Why Gender Matters by Leonard Sax and The Essential Difference by Simon Baron-Cohen are generally good overviews of sex differences in children. Baron-Cohen may go overboard with diagnosis of autism and Asperger’s; I haven’t followed much of his work, so I can’t endorse it all, but he offers a common sense division when it comes to sex differences. He describes the “essential” sex difference as between the systematizing male brain and the empathetic female brain.

The empathizing-systemizing theory argued that, as a group, girls typically develop empathy at an earlier age than boys do. Empathy includes the ability to recognize other people’s thoughts and feelings and the drive to respond with appropriate emotions. Conversely, research suggests that boys, as a group, typically have a stronger interest in rules and patterns, analyzing and creating rule-based systems.

In other words, that’s normal for boys. He also writes that “autistic” boys still normally empathize with the suffering of others. They can’t always pick up, however, on other’s people’s thoughts or emotions. Your son can learn how to do that by living in close contact with others and, if he marries, his wife will compensate for his deficiencies in this area. We don’t need to abolish sex differences! I think some of these “autistic” traits are exacerbated by extreme individualism.

Sax has also written about the overdiagnosis of children:

[W]hen you visit a mental-health practitioner in the U.S., exercise extreme caution. Realize that the official guidelines now in force are not guidelines at all, but rather a license to diagnose anybody with anything.

[…]

Sadly, this waffling is likely to contribute to a continued rise in mental-illness diagnoses in the United States. Over the past two decades, American culture has made almost any deviation from a continual smiley face into a psychopathology, especially for children. [emphasis added]

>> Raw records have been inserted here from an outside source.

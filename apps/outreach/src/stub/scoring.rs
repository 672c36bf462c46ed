//! Heuristic confidence for a rendered email: does it name the role and
//! company, is it long enough, is it signed, does it mention the job's skills.

use crate::models::{JobData, PersonalInfo, PersonalizationLevel};

const MAX_SKILL_BONUS: f64 = 0.3;

/// Score in 0.0 – 1.0.
pub fn confidence_score(subject: &str, content: &str, job: &JobData, info: &PersonalInfo) -> f64 {
    let subject = subject.to_lowercase();
    let content_lower = content.to_lowercase();
    let mut score = 0.0;

    let company = job.company.to_lowercase();
    if !company.is_empty() && subject.contains(&company) {
        score += 0.2;
    }
    let role = job.role.to_lowercase();
    if !role.is_empty() && subject.contains(&role) {
        score += 0.2;
    }

    let length = content.chars().count();
    if length > 100 {
        score += 0.2;
    }
    if length > 200 {
        score += 0.1;
    }

    let name = info.name.to_lowercase();
    if !name.is_empty() && content_lower.contains(&name) {
        score += 0.2;
    }

    let skill_matches = job
        .skills
        .iter()
        .filter(|skill| content_lower.contains(&skill.to_lowercase()))
        .count();
    score += (0.1 * skill_matches as f64).min(MAX_SKILL_BONUS);

    score.min(1.0)
}

pub fn personalization_level(score: f64) -> PersonalizationLevel {
    if score >= 0.8 {
        PersonalizationLevel::High
    } else if score >= 0.5 {
        PersonalizationLevel::Medium
    } else {
        PersonalizationLevel::Low
    }
}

What is the end, or the purpose, of your social conditioning of your son? Most of all, it is to help him to fit into family life and work with other people. He probably will not be a social dynamo. That’s okay. In your daily life with him you will see what he needs to work on and improve.

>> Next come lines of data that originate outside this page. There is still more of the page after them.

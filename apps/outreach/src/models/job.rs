use serde::{Deserialize, Serialize};

/// Employment type advertised by a posting.
#[derive(Debug, Clone, Copy, PartialEq, Eq, Serialize, Deserialize)]
#[serde(rename_all = "kebab-case")]
pub enum JobType {
    FullTime,
    PartTime,
    Contract,
    Freelance,
}

/// Structured job details returned by the extraction call.
///
/// `skills` keeps the order the backend returned them in; the review step
/// displays them as-is.
#[derive(Debug, Clone, Default, PartialEq, Serialize, Deserialize)]
#[serde(rename_all = "camelCase")]
pub struct JobData {
    pub role: String,
    pub company: String,
    pub description: String,
    pub skills: Vec<String>,
    #[serde(default)]
    pub experience: String,
    #[serde(default)]
    pub location: String,
    #[serde(default, skip_serializing_if = "Option::is_none")]
    pub salary: Option<String>,
    #[serde(default, skip_serializing_if = "Option::is_none")]
    pub remote: Option<bool>,
    #[serde(default, skip_serializing_if = "Option::is_none")]
    pub job_type: Option<JobType>,
}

It is not easy for women to understand male tendencies in a culture that disparages them, but if you observe boys closely in playgrounds and social settings you will learn a lot. You might be interested in studying, if you haven’t already, the Four Temperaments. It helps to think of your child’s temperament, as opposed to his place in the diagnostic manual. I highly recommend these talks by Mother Mary Bosco.

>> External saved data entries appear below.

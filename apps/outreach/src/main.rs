use std::net::SocketAddr;
use std::path::PathBuf;
use std::time::Duration;

use anyhow::Result;
use clap::{Parser, Subcommand};
use tokio::io::BufReader;
use tokio::net::TcpListener;
use tracing::{error, info};
use tracing_subscriber::{layer::SubscriberExt, util::SubscriberInitExt, EnvFilter};

use outreach::api_client::RequestClient;
use outreach::config::{Config, RequestConfig};
use outreach::storage::{open_store, PersonalInfoStore};
use outreach::stub::{self, StubState};
use outreach::terminal::{Terminal, DEFAULT_EXPORT_FILE};
use outreach::wizard::Wizard;

#[derive(Parser)]
#[command(name = "outreach")]
#[command(about = "Turn a job posting into a personalized cold email", long_about = None)]
struct Cli {
    #[command(subcommand)]
    command: Commands,
}

#[derive(Subcommand)]
enum Commands {
    /// Walk through the four-step wizard in the terminal
    Wizard {
        /// Backend base URL (overrides OUTREACH_API_URL)
        #[arg(long)]
        api_url: Option<String>,

        /// Where the finished email is saved
        #[arg(short, long, default_value = DEFAULT_EXPORT_FILE)]
        output: PathBuf,

        /// Run against an in-process stub backend instead of a real one
        #[arg(long)]
        offline: bool,
    },
    /// Serve the stub backend over HTTP
    Stub {
        /// Port to listen on (overrides PORT)
        #[arg(short, long)]
        port: Option<u16>,

        /// Artificial delay per extract/generate response
        #[arg(long, default_value_t = 0)]
        latency_ms: u64,
    },
}

#[tokio::main]
async fn main() -> Result<()> {
    let cli = Cli::parse();
    let config = Config::from_env()?;

    // Logs go to stderr so they never interleave with wizard prompts.
    tracing_subscriber::registry()
        .with(EnvFilter::try_from_default_env().unwrap_or_else(|_| {
            EnvFilter::new(format!("{}={}", env!("CARGO_PKG_NAME"), &config.rust_log))
        }))
        .with(tracing_subscriber::fmt::layer().with_writer(std::io::stderr))
        .init();

    info!("Starting outreach v{}", env!("CARGO_PKG_VERSION"));

    match cli.command {
        Commands::Stub { port, latency_ms } => {
            let addr: SocketAddr = format!("0.0.0.0:{}", port.unwrap_or(config.port)).parse()?;
            let listener = TcpListener::bind(addr).await?;
            stub::serve(listener, StubState::new(Duration::from_millis(latency_ms))).await
        }
        Commands::Wizard {
            api_url,
            output,
            offline,
        } => {
            let request = if offline {
                let base_url = start_offline_stub().await?;
                with_base_url(&config.request, &base_url)?
            } else if let Some(url) = api_url {
                with_base_url(&config.request, &url)?
            } else {
                config.request.clone()
            };
            let client = RequestClient::new(request)?;
            info!(
                "Using backend at {} (timeout {}ms, {} retries)",
                client.config().base_url,
                client.config().timeout.as_millis(),
                client.config().max_retries
            );
            let store = PersonalInfoStore::new(open_store(config.storage_path.clone()));
            let mut wizard = Wizard::new(client, store);

            let input = BufReader::new(tokio::io::stdin());
            let mut terminal = Terminal::new(input, tokio::io::stdout()).with_export_path(output);
            terminal.run(&mut wizard).await
        }
    }
}

/// Serves the stub on an ephemeral loopback port and returns its base URL.
async fn start_offline_stub() -> Result<String> {
    let listener = TcpListener::bind("127.0.0.1:0").await?;
    let base_url = format!("http://{}", listener.local_addr()?);
    tokio::spawn(async move {
        if let Err(e) = stub::serve(listener, StubState::default()).await {
            error!("In-process stub backend stopped: {e:#}");
        }
    });
    Ok(base_url)
}

fn with_base_url(request: &RequestConfig, base_url: &str) -> Result<RequestConfig> {
    RequestConfig::new(base_url, request.timeout, request.max_retries)
}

I wish you the best with your little boy. Remember at all times that you are not alone in this important work of raising him. Most all, you want him to have everlasting happiness. Here is a Catholic Mother’s Prayer for her Children:

O Good God, we thank You, that You have given us children, made them heirs of heaven by holy Baptism, and entrusted to us their training. Penetrate us with a sense of our responsibility; assist us in the care of their health, but especially in the preservation of their innocence and purity of heart. Grant that we may teach them early to know and serve You, and to love You, with their whole heart. Grant that we ourselves may carefully avoid all that we must forbid them, and may assiduously practice all that we should teach them. We commend them, O God, to Your paternal care and to the guardianship of Your holy angels. Bless our efforts, O heavenly Father, and let our children develop to Your honor and persevere in virtue till the end! Amen.

And a prayer to your child’s Guardian Angel:

I humbly salute you, O you faithful, heavenly Friends of my children! I give you heartfelt thanks for all the love and goodness you show them. At some future day I shall, with thanks more worthy than I can now give, repay your care for them, and before the whole heavenly court acknowledge their indebtedness to your guidance and protection. Continue to watch over them. Provide for all their needs of body and soul. Pray, likewise, for me, for my husband, and my whole family, that we may all one day rejoice in your blessed society. Amen.